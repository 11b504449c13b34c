use std::fmt;

/// The four levels of the topology tree, ordered top-down.
///
/// Every node's children belong exclusively to one parent at the level
/// above; regions have no parent.
#[derive(Debug, Clone, Copy, PartialEq, Eq, Hash, PartialOrd, Ord)]
pub enum ResourceLevel {
    Region,
    Vpc,
    Subnet,
    Instance,
}

impl ResourceLevel {
    /// The level directly below this one, if any.
    pub fn child(&self) -> Option<ResourceLevel> {
        match self {
            ResourceLevel::Region => Some(ResourceLevel::Vpc),
            ResourceLevel::Vpc => Some(ResourceLevel::Subnet),
            ResourceLevel::Subnet => Some(ResourceLevel::Instance),
            ResourceLevel::Instance => None,
        }
    }

    /// The level directly above this one, if any.
    pub fn parent(&self) -> Option<ResourceLevel> {
        match self {
            ResourceLevel::Region => None,
            ResourceLevel::Vpc => Some(ResourceLevel::Region),
            ResourceLevel::Subnet => Some(ResourceLevel::Vpc),
            ResourceLevel::Instance => Some(ResourceLevel::Subnet),
        }
    }

    pub fn as_str(&self) -> &'static str {
        match self {
            ResourceLevel::Region => "region",
            ResourceLevel::Vpc => "vpc",
            ResourceLevel::Subnet => "subnet",
            ResourceLevel::Instance => "instance",
        }
    }
}

impl fmt::Display for ResourceLevel {
    fn fmt(&self, f: &mut fmt::Formatter<'_>) -> fmt::Result {
        f.write_str(self.as_str())
    }
}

→ What you are asked to do
The lines above that hold the word "None" should be found and copied out.

→ Answer to this problem
            ResourceLevel::Instance => None,
            ResourceLevel::Region => None,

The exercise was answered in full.